Efficacy and safety of G-CSF prophylaxis in patients with extensive-stage small cell lung cancer receiving Chemoimmunotherapy

ORCID Icon, , , , ORCID Icon, , , , , , , , , , , , , , , , , & ORCID Icon show all
Received 28 May 2024, Accepted 07 Aug 2024, Accepted author version posted online: 08 Aug 2024
 
Accepted author version

ABSTRACT

Objectives

We aimed to evaluate the efficacy and safety of granulocyte-colony stimulating factor (G-CSF) prophylaxis during chemoimmunotherapy with carboplatin plus etoposide and atezolizumab in extensive-stage small cell lung cancer (ES-SCLC).

Methods

This retrospective, multicenter study enrolled ES-SCLC patients receiving carboplatin plus etoposide and atezolizumab, categorized into G-CSF and non-G-CSF groups. Demographic and disease-related data were collected.
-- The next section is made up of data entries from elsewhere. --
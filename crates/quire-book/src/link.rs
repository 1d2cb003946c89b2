//! Summary link targets as book-relative paths.

use std::path::{Component, Path};

/// Storage path with `/` separators.
pub(crate) fn slash_path(path: &Path) -> String {
    path.components()
        .map(|c| c.as_os_str().to_string_lossy())
        .collect::<Vec<_>>()
        .join("/")
}

/// Resolve a link `target` written in a file under `base_dir`.
///
/// The anchor is dropped, `.` and `..` segments are folded and a leading `/`
/// anchors the target at the book root. Returns `None` for external links,
/// anchor-only links and targets that climb above the book root.
pub(crate) fn resolve_link(base_dir: &Path, target: &str) -> Option<String> {
    if target.contains("://") || target.starts_with("mailto:") {
        return None;
    }
    let target = target.split('#').next().unwrap_or_default();
    if target.is_empty() {
        return None;
    }

    let mut segments: Vec<String> = Vec::new();
    let (base, target) = match target.strip_prefix('/') {
        Some(rooted) => (Path::new(""), rooted),
        None => (base_dir, target),
    };
    for component in base.components() {
        match component {
            Component::Normal(name) => segments.push(name.to_string_lossy().into_owned()),
            Component::ParentDir => {
                segments.pop()?;
            }
            _ => {}
        }
    }

    for segment in target.split('/') {
        match segment {
            "" | "." => {}
            ".." => {
                segments.pop()?;
            }
            name => segments.push(name.to_owned()),
        }
    }

    (!segments.is_empty()).then(|| segments.join("/"))
}

#[cfg(test)]
mod tests {
    use pretty_assertions::assert_eq;

    use super::*;

    #[test]
    fn test_resolve_link() {
        let root = Path::new("");
        assert_eq!(resolve_link(root, "a/b.md#c").as_deref(), Some("a/b.md"));
        assert_eq!(resolve_link(root, "./a.md").as_deref(), Some("a.md"));
        assert_eq!(resolve_link(root, "#top"), None);
        assert_eq!(resolve_link(root, "https://example.com/a.md"), None);
        assert_eq!(resolve_link(root, "mailto:team@example.com"), None);
        assert_eq!(resolve_link(root, "../outside.md"), None);
    }

    #[test]
    fn test_resolve_link_against_subdirectory() {
        let docs = Path::new("docs");
        assert_eq!(resolve_link(docs, "one.md").as_deref(), Some("docs/one.md"));
        assert_eq!(resolve_link(docs, "./guide/../two.md").as_deref(), Some("docs/two.md"));
        assert_eq!(resolve_link(docs, "../README.md").as_deref(), Some("README.md"));
        assert_eq!(resolve_link(docs, "/faq.md").as_deref(), Some("faq.md"));
    }

    #[test]
    fn test_slash_path() {
        assert_eq!(slash_path(Path::new("a/b/c.md")), "a/b/c.md");
        assert_eq!(slash_path(Path::new("README.md")), "README.md");
    }
}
Response rates, progression-free survival (PFS), overall survival (OS), and toxicity were analyzed.

Results

Of 119 patients (median age: 63 years), the overall response rate (ORR) and disease control rate (DCR) were 72.3% and 81.5%, respectively. In the G-CSF group, the ORR was 76.4% compared to 60.0% in the non-G-CSF group (p = 0.33), and the DCR was 85.4% versus 70.0%, respectively (p = 0.46). Median PFS was 8.3 months (95% CI, 6.8-9.8) in the G-CSF group and 6.8 months (95% CI, 6.2-7.5) in the non-G-CSF group (p = 0.24). Median OS was 13.8 months (95% CI, 9.6-18.1) for the G-CSF group and 10.6 months (95% CI, 7.9-13.3) for the non-G-CSF group (p = 0.47). Grade 3 ≥ adverse events were similar between groups (49.4% vs. 33.3%, respectively, p = 0.12).

Conclusion

G-CSF prophylaxis can be safely used in ES-SCLC patients undergoing carboplatin plus etoposide and atezolizumab regimen without significantly altering efficacy or increasing toxicity.

Disclaimer

As a service to authors and researchers we are providing this version of an accepted manuscript (AM). Copyediting, typesetting, and review of the resulting proofs will be undertaken on this manuscript before final publication of the Version of Record (VoR). During production and pre-press, errors may be discovered which could affect the content, and all legal disclaimers that apply to the journal relate to these versions also.

Highlights

  • G-CSF prophylaxis did not significantly alter response rates in patients undergoing chemoimmunotherapy for extensive-stage SCLC.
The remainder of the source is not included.